General characteristics
- Displacement: 1,149 tons
- Tons burthen: 1275-ton
- Length: 210 ft (64 m)
- Beam: 33 ft 11 in (10.34 m)
- Installed power: Single piston steam engine
- Propulsion: Two 28-foot steel paddlewheels
- Capacity: 100 passengers
- Notes: 5,000 barrels of cargo

= SS Republic (1853) =

Sidewheel steamship

SS Republic was a sidewheel steamship, originally named SS Tennessee (also named CSS Tennessee, USS Tennessee, and USS Mobile for a time), lost in a hurricane off the coast of Georgia in October 1865, en route to New Orleans.

In 2003, the wreck was located 100 mi off the coast of Savannah, Georgia, and artifacts are on display in selected museums, along with video stories about passengers and crew members.

==History==

===Early years===

The ship was built in Baltimore, Maryland, by shipbuilder John A. Robb, for the famed War of 1812 veteran, James Hooper, president of the Baltimore and Southern Steam Packet Company, and launched in 1853, as the Tennessee. She began her service as a merchant vessel plying the Baltimore–Charleston route. Not long afterward, she was sent on the first trans-Atlantic crossing by a Baltimore steamship, sailing to Southampton, England, and Le Havre, France. A short time later Tennessee was used to open the first regular passenger steamship service between New York City and Central America.

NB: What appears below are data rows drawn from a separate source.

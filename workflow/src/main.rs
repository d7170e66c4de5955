//! imgupload CLI - upload an image, or an image with its collection
//!
//! ```bash
//! imgupload image cat.png                     # POST /api/upload-image
//! imgupload collection cat.png cats.zip       # POST /api/upload-image-collection
//! imgupload config                            # Show effective configuration
//! ```
//!
//! `IMGUPLOAD_BACKEND_URL` and `IMGUPLOAD_TIMEOUT_SECS` (or a `.env` file)
//! set the defaults; flags override them. `RUST_LOG=debug` shows the
//! response body.

use std::cell::{Cell, RefCell};
use std::io::Write;
use std::path::PathBuf;
use std::rc::Rc;

use clap::{Parser, Subcommand};
use imgupload::{
    matches_accept, submit, HttpTransport, LocalFile, SessionHandle, UploadConfig, UploadError,
    UploadFile, UploadMode, UploadSession, COLLECTION_ACCEPT, IMAGE_ACCEPT,
};

#[derive(Parser)]
#[command(name = "imgupload")]
#[command(about = "Upload an image, or an image with its archive collection", long_about = None)]
struct Cli {
    /// Backend base URL (default: $IMGUPLOAD_BACKEND_URL or http://localhost:3000)
    #[arg(short, long, global = true)]
    backend_url: Option<String>,

    /// Request timeout in seconds
    #[arg(short, long, global = true)]
    timeout: Option<u64>,

    #[command(subcommand)]
    command: Commands,
}

#[derive(Subcommand)]
enum Commands {
    /// Upload a single image
    Image {
        /// Image file
        image: PathBuf,
    },

    /// Upload an image together with an archive collection
    Collection {
        /// Image file
        image: PathBuf,

        /// Archive (.zip, .rar, .7zip)
        collection: PathBuf,
    },

    /// Print the effective configuration as JSON
    Config,
}

/// Session handle that redraws the progress line whenever it changes.
#[derive(Clone)]
struct ConsoleSession {
    session: Rc<RefCell<UploadSession<LocalFile>>>,
    shown: Rc<Cell<u8>>,
}

impl ConsoleSession {
    fn new() -> Self {
        Self {
            session: Rc::new(RefCell::new(UploadSession::new())),
            shown: Rc::new(Cell::new(0)),
        }
    }

    fn render(&self) {
        let progress = self.session.borrow().progress();
        if progress.percent() != self.shown.get() {
            self.shown.set(progress.percent());
            if progress.is_visible() {
                print!("\r⏫ Uploading... {:>4}", progress);
                let _ = std::io::stdout().flush();
            }
        }
    }
}

impl SessionHandle for ConsoleSession {
    type File = LocalFile;
    type Preview = ();

    fn update<R>(&self, f: impl FnOnce(&mut UploadSession<LocalFile>) -> R) -> Option<R> {
        let result = f(&mut self.session.borrow_mut());
        self.render();
        Some(result)
    }

    fn with<R>(&self, f: impl FnOnce(&UploadSession<LocalFile>) -> R) -> Option<R> {
        Some(f(&self.session.borrow()))
    }
}

#[tokio::main(flavor = "current_thread")]
async fn main() -> Result<(), Box<dyn std::error::Error>> {
    env_logger::Builder::from_env(env_logger::Env::default().default_filter_or("warn")).init();

    let cli = Cli::parse();

    let mut config = UploadConfig::from_env()?;
    if let Some(url) = cli.backend_url {
        config.backend_url = url;
    }
    if let Some(secs) = cli.timeout {
        config.timeout_secs = secs.max(1);
    }

    let (mode, image, collection) = match cli.command {
        Commands::Config => {
            println!("{}", serde_json::to_string_pretty(&config)?);
            return Ok(());
        }
        Commands::Image { image } => (UploadMode::SingleImage, image, None),
        Commands::Collection { image, collection } => {
            (UploadMode::ImageWithCollection, image, Some(collection))
        }
    };

    let session = ConsoleSession::new();
    session.update(|s| s.select_mode(mode));

    let image = LocalFile::open(&image)?;
    warn_if_unaccepted(IMAGE_ACCEPT, &image);
    println!("🖼️  Image: {} ({} bytes)", image.name(), image.size());
    session.update(|s| s.choose_image(image, None));

    if let Some(collection) = collection {
        let collection = LocalFile::open(&collection)?;
        warn_if_unaccepted(COLLECTION_ACCEPT, &collection);
        println!("📦 Selected collection: {}", collection.name());
        session.update(|s| s.choose_collection(collection));
    }

    let transport = HttpTransport::new(config.timeout());
    let result = submit(&session, &transport, &config).await;
    println!();

    let status = session.with(|s| s.status().cloned()).flatten();
    match (status, result) {
        (Some(status), result) => {
            if status.is_success() {
                println!("✅ {}", status.message());
                Ok(())
            } else {
                eprintln!("❌ {}", status.message());
                if let Err(UploadError::TransportFailed(cause)) = result {
                    log::debug!("Cause: {}", cause);
                }
                std::process::exit(1);
            }
        }
        (None, Err(e)) => Err(e.into()),
        (None, Ok(_)) => Ok(()),
    }
}

/// The accept filters are advisory: warn, never block.
fn warn_if_unaccepted(accept: &str, file: &LocalFile) {
    if !matches_accept(accept, &file.name(), &file.mime_type()) {
        eprintln!("⚠️  {} does not match {}, uploading anyway", file.name(), accept);
    }
}
impl<F: UploadFile, P> UploadSession<F, P> {
    pub fn new() -> Self {
        Self {
            mode: UploadMode::None,
            image: None,
            collection: None,
            progress: UploadProgress::ZERO,
            status: None,
            in_flight: None,
            next_ticket: 1,
        }
    }

    // -------------------------------------------------------------------------
    // Mode
    // -------------------------------------------------------------------------

    /// Enter `mode`, discarding files, progress and status.
    ///
    /// Applies even when `mode` is already active. Any submission in flight
    /// becomes stale.
    pub fn select_mode(&mut self, mode: UploadMode) {
        log::debug!("Switching upload mode {:?} -> {:?}", self.mode, mode);
        self.mode = mode;
        self.image = None;
        self.collection = None;
        self.progress = UploadProgress::ZERO;
        self.status = None;
        self.in_flight = None;
    }

    /// Back to the mode selector.
    pub fn reset(&mut self) {
        self.select_mode(UploadMode::None);
    }

    // -------------------------------------------------------------------------
    // File selection
    // -------------------------------------------------------------------------

    /// Replace the selected image. The previous preview is released.
    ///
    /// Ignored while no mode is selected; returns whether the file was taken.
    pub fn choose_image(&mut self, file: F, preview: Option<P>) -> bool {
        if self.mode == UploadMode::None {
            log::warn!("Ignoring image {}: no upload mode selected", file.name());
            return false;
        }
        log::debug!("Image selected: {} ({})", file.name(), file.mime_type());
        self.image = Some(match preview {
            Some(preview) => Selection::with_preview(file, preview),
            None => Selection::new(file),
        });
        true
    }

    /// Replace the selected collection.
    ///
    /// Ignored outside [`UploadMode::ImageWithCollection`]; returns whether
    /// the file was taken.
    pub fn choose_collection(&mut self, file: F) -> bool {
        if !self.mode.takes_collection() {
            log::warn!("Ignoring collection {} in mode {:?}", file.name(), self.mode);
            return false;
        }
        log::debug!("Collection selected: {}", file.name());
        self.collection = Some(Selection::new(file));
        true
    }

    // -------------------------------------------------------------------------
    // Submission
    // -------------------------------------------------------------------------

    /// Whether the current mode has all the files it needs.
    pub fn can_submit(&self) -> bool {
        match self.mode {
            UploadMode::None => false,
            UploadMode::SingleImage => self.image.is_some(),
            UploadMode::ImageWithCollection => self.image.is_some() && self.collection.is_some(),
        }
    }

    /// Start a submission from the files currently selected.
    ///
    /// Fails with [`UploadError::ValidationBlocked`] without touching any
    /// state when files are missing. Otherwise resets progress, clears the
    /// previous status and makes any earlier submission stale.
    pub fn begin_submit(&mut self) -> UploadResult<Submission<F>> {
        if !self.can_submit() {
            return Err(UploadError::ValidationBlocked);
        }

        let mut form = UploadForm::new();
        if let Some(image) = &self.image {
            form = form.part(IMAGE_FIELD, image.file().clone());
        }
        if self.mode.takes_collection() {
            if let Some(collection) = &self.collection {
                form = form.part(COLLECTION_FIELD, collection.file().clone());
            }
        }

        let ticket = SubmitTicket(self.next_ticket);
        self.next_ticket += 1;
        if let Some(previous) = self.in_flight.replace(ticket) {
            log::info!("Submission #{} superseded by #{}", previous.id(), ticket.id());
        }
        self.progress = UploadProgress::ZERO;
        self.status = None;

        Ok(Submission {
            ticket,
            mode: self.mode,
            form,
        })
    }

    /// Whether `ticket` belongs to the live submission.
    pub fn is_current(&self, ticket: SubmitTicket) -> bool {
        self.in_flight == Some(ticket)
    }

    /// Apply a transport progress tick.
    ///
    /// Progress never goes backwards within a submission. Ticks for stale
    /// tickets and ticks with an unknown total are ignored. Returns whether
    /// the displayed value changed.
    pub fn record_progress(&mut self, ticket: SubmitTicket, loaded: u64, total: u64) -> bool {
        if !self.is_current(ticket) {
            return false;
        }
        match UploadProgress::from_bytes(loaded, total) {
            Some(next) if next > self.progress => {
                self.progress = next;
                true
            }
            _ => false,
        }
    }

    /// Settle a submission.
    ///
    /// Returns the new status, or `None` when the ticket is stale and the
    /// outcome was dropped.
    pub fn finish(
        &mut self,
        ticket: SubmitTicket,
        outcome: &TransportResult<TransportResponse>,
    ) -> Option<UploadStatus> {
        if !self.is_current(ticket) {
            log::debug!("Dropping outcome of stale submission #{}", ticket.id());
            return None;
        }
        self.in_flight = None;

        let status = match outcome {
            Ok(_) => UploadStatus::Success(self.mode.success_message().to_string()),
            Err(_) => UploadStatus::Failure(self.mode.failure_message().to_string()),
        };
        self.status = Some(status.clone());
        Some(status)
    }

    // -------------------------------------------------------------------------
    // Read access
    // -------------------------------------------------------------------------

    pub fn mode(&self) -> UploadMode {
        self.mode
    }

    pub fn image(&self) -> Option<&Selection<F, P>> {
        self.image.as_ref()
    }

    pub fn collection(&self) -> Option<&Selection<F, P>> {
        self.collection.as_ref()
    }

    pub fn progress(&self) -> UploadProgress {
        self.progress
    }

    pub fn status(&self) -> Option<&UploadStatus> {
        self.status.as_ref()
    }

    pub fn is_submitting(&self) -> bool {
        self.in_flight.is_some()
    }

    pub fn phase(&self) -> Phase {
        if self.in_flight.is_some() {
            return Phase::Submitting;
        }
        match &self.status {
            Some(UploadStatus::Success(_)) => Phase::Succeeded,
            Some(UploadStatus::Failure(_)) => Phase::Failed,
            None if self.can_submit() => Phase::FilesSelected,
            None => Phase::Idle,
        }
    }
}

During the California Gold Rush, the Tennessee transported "49'ers" to the eastern shores of Panama and Nicaragua to travel to California's Sierra Nevada mountains. The Tennessee delivered the last group of "immigrants" volunteering as mercenary soldiers for William Walker in Nicaragua, and, after defeat of Walker's forces, took home hundreds of disconsolate, defeated survivors.

Tennessee for several years regularly served the Vera Cruz, Mexico–New Orleans route, often transporting immigrants to America as well as large sums of Mexican gold and silver. She was tied up in harbor at New Orleans when the American Civil War began on April 12, 1861.

===Civil War service===
At the outbreak of the Civil War, she was trapped in port at New Orleans, Louisiana, and was seized for use as a Confederate blockade runner as the CSS Tennessee in 1861, although she was never able to escape blockade of the New Orleans harbor. After the Union capture of New Orleans, the ship was put into armed Union service, including as the flagship of United States Navy Admiral David G. Farragut for the conclusion of the Mississippi Campaign. As USS Tennessee, she was not only a fast and effective blockade ship in the West Gulf Squadron, but also a powerful gunship used to bombard Ft. Morgan during the Battle of Mobile Bay.

In September 1864, she was renamed USS Mobile to allow a famous Confederate armored ram ship to carry the name Tennessee after its capture. This second CSS Tennessee had been taken during a dramatic encounter at Mobile Bay. USS Mobile was damaged in a hurricane off the mouth of the Rio Grande in October 1864, and sent to New York for repair. Upon inspection, the ship was judged too expensive to refit and was taken out of U.S. Navy commission in December, 1864. She was sold at auction in March, 1865, renamed SS Republic, repaired, and soon returned to the New York–New Orleans route hauling passengers and cargo. She was lost on her fifth civilian voyage after the war.

===Wreck===
The Republic left New York on October 18, 1865, bound for New Orleans. According to her captain, she was carrying passengers and a cargo of $400,000 in coins, mostly in gold $10 and $20 pieces, intended for use as hard currency after the Civil War. The city of New Orleans, captured largely intact by the Union in 1862, had been the southern hub of Federal war efforts and was a thriving, busy city – but due to war, "hard money" (or gold and silver coin) was in very short supply.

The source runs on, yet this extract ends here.